I like the move, since it's only a 10-day contract. Williams is a guy who's always had the potential to be a meaningful player in the NBA, so it'll be good to get a look at where he's at and if the team can develop him. If nothing else, he'll be able to soak up some minutes and possessions for a few games while the team's shorthanded.


----------



## Pacers Fan (Aug 25, 2002)

I really, really like this move. T-Will has some talent even if he hasn't been able to put it together. The C's might not need so much a pure PG as just another player to handle the ball and move it around. Williams might be able to play that Paul Pierce pseudo-PG role off the bench if he can prove his worth.


----------



## E.H. Munro (Jun 22, 2004)

Technically speaking doesn't this news belong in this thread? :bsmile:


----------



## LA68 (Apr 3, 2004)

The guys have a lot of talent. Maybe being around professionals like KG and Pierce can affect him in some way ? 

If he works out,its a great move. If not, its only ten days... 
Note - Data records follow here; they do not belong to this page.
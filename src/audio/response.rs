use crate::audio::constants::{gain_to_db_floored, log_position_to_freq, RESPONSE_FLOOR_DB};
use crate::audio::filter_chain::ChannelFilterChain;

/// A point on a display polyline. `position` runs from 0.0 at 20 Hz to 1.0 at
/// 20 kHz on a logarithmic axis.
#[derive(Debug, Clone, Copy, PartialEq)]
pub struct CurvePoint {
    pub position: f32,
    pub frequency: f32,
    pub db: f32,
}

/// Combined response of every active stage in `chain` at `frequency`, in dB.
/// NaN when the chain does not evaluate to a number there.
pub fn evaluate_response_db(chain: &ChannelFilterChain, frequency: f32, sample_rate: f32) -> f32 {
    let magnitude = chain.magnitude_at(frequency as f64, sample_rate as f64);
    gain_to_db_floored(magnitude as f32, RESPONSE_FLOOR_DB)
}

/// Sample the response at `num_points` log-spaced frequencies between 20 Hz and
/// 20 kHz. Points that do not evaluate to a finite value are left out.
pub fn response_curve(
    chain: &ChannelFilterChain,
    sample_rate: f32,
    num_points: usize,
) -> Vec<CurvePoint> {
    let last = num_points.saturating_sub(1).max(1) as f32;
    (0..num_points)
        .filter_map(|i| {
            let position = i as f32 / last;
            let frequency = log_position_to_freq(position);
            let db = evaluate_response_db(chain, frequency, sample_rate);
            db.is_finite().then_some(CurvePoint {
                position,
                frequency,
                db,
            })
        })
        .collect()
}

#[cfg(test)]
mod tests {
    use super::*;
    use crate::audio::coefficients::{BandDesign, FilterCoefficients};
    use crate::audio::settings::{BandSettings, BandType, ChainSettings, Slope};

    const SR: f32 = 48000.0;

    fn single_peak(gain: f32) -> ChannelFilterChain {
        let mut settings = ChainSettings::default();
        settings.bands[1] = BandSettings::new(1000.0, gain, Slope::Slope12, BandType::Peak);
        ChannelFilterChain::from_settings(&settings, SR)
    }

    #[test]
    fn flat_peak_is_zero_db_everywhere() {
        let chain = single_peak(0.0);
        for point in response_curve(&chain, SR, 200) {
            assert!(
                point.db.abs() < 1e-3,
                "{:.1} Hz evaluated to {} dB",
                point.frequency,
                point.db
            );
        }
    }

    #[test]
    fn six_db_peak_hits_centre_and_fades_out() {
        let chain = single_peak(6.0);
        let centre = evaluate_response_db(&chain, 1000.0, SR);
        assert!((centre - 6.0).abs() < 0.1, "centre {centre} dB");

        let near = evaluate_response_db(&chain, 2000.0, SR);
        let far = evaluate_response_db(&chain, 20.0, SR);
        assert!(near < centre && near > 0.0);
        assert!(far.abs() < 0.1, "20 Hz at {far} dB");
    }

    #[test]
    fn deep_stop_band_is_floored() {
        let mut settings = ChainSettings::default();
        settings.bands[0] = BandSettings::new(1000.0, 0.0, Slope::Slope48, BandType::LowPass);
        let chain = ChannelFilterChain::from_settings(&settings, SR);

        assert_eq!(evaluate_response_db(&chain, 20000.0, SR), RESPONSE_FLOOR_DB);
        let cutoff = evaluate_response_db(&chain, 1000.0, SR);
        assert!((cutoff + 3.01).abs() < 0.1, "cutoff at {cutoff} dB");
    }

    #[test]
    fn nan_response_is_dropped_not_floored() {
        let poison = FilterCoefficients {
            b0: f32::NAN,
            b1: f32::NAN,
            b2: f32::NAN,
            a1: f32::NAN,
            a2: f32::NAN,
        };
        let mut chain = single_peak(0.0);
        chain.apply_design(1, &BandDesign::Peak(poison));

        assert!(evaluate_response_db(&chain, 1000.0, SR).is_nan());
        assert!(response_curve(&chain, SR, 64).is_empty());
    }

    #[test]
    fn curve_spans_the_log_axis() {
        let chain = single_peak(3.0);
        let curve = response_curve(&chain, SR, 64);
        assert_eq!(curve.len(), 64);
        assert!((curve[0].frequency - 20.0).abs() < 1e-3);
        assert!((curve[63].frequency - 20000.0).abs() < 1.0);
        assert!(curve.windows(2).all(|w| w[0].frequency < w[1].frequency));
    }
}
This is the kind of move a winning franchise should make. Low risk/big reward.


----------



## BIGDIMITRI007 (Mar 12, 2013)

T-Will is playing well today against the bobcats, so it was a pretty good signing


----------



## Bubbles (Nov 12, 2005)

He's only played one minute so far today. :laugh:


----------



## E.H. Munro (Jun 22, 2004)

That's why he looked good. In extended time he still sucks.


----------



## Bogg (May 4, 2009)

This guy is infuriating. His body was built to be a high-level NBA utility guy but he's got no understanding of the game.


----------



## Bogg (May 4, 2009)

....and, some crazy how, he's now our first guard off the bench. Nobody on the Celtics has made me this nervous on offense since Tony Allen left town.


----------



## Bogg (May 4, 2009)

Fresh off of working his way into the rotation for playoff team, Williams gets arrested for threatening his kids' mother with a gun. Classy guy.


----------



## E.H. Munro (Jun 22, 2004)

At least she was in no danger.


----------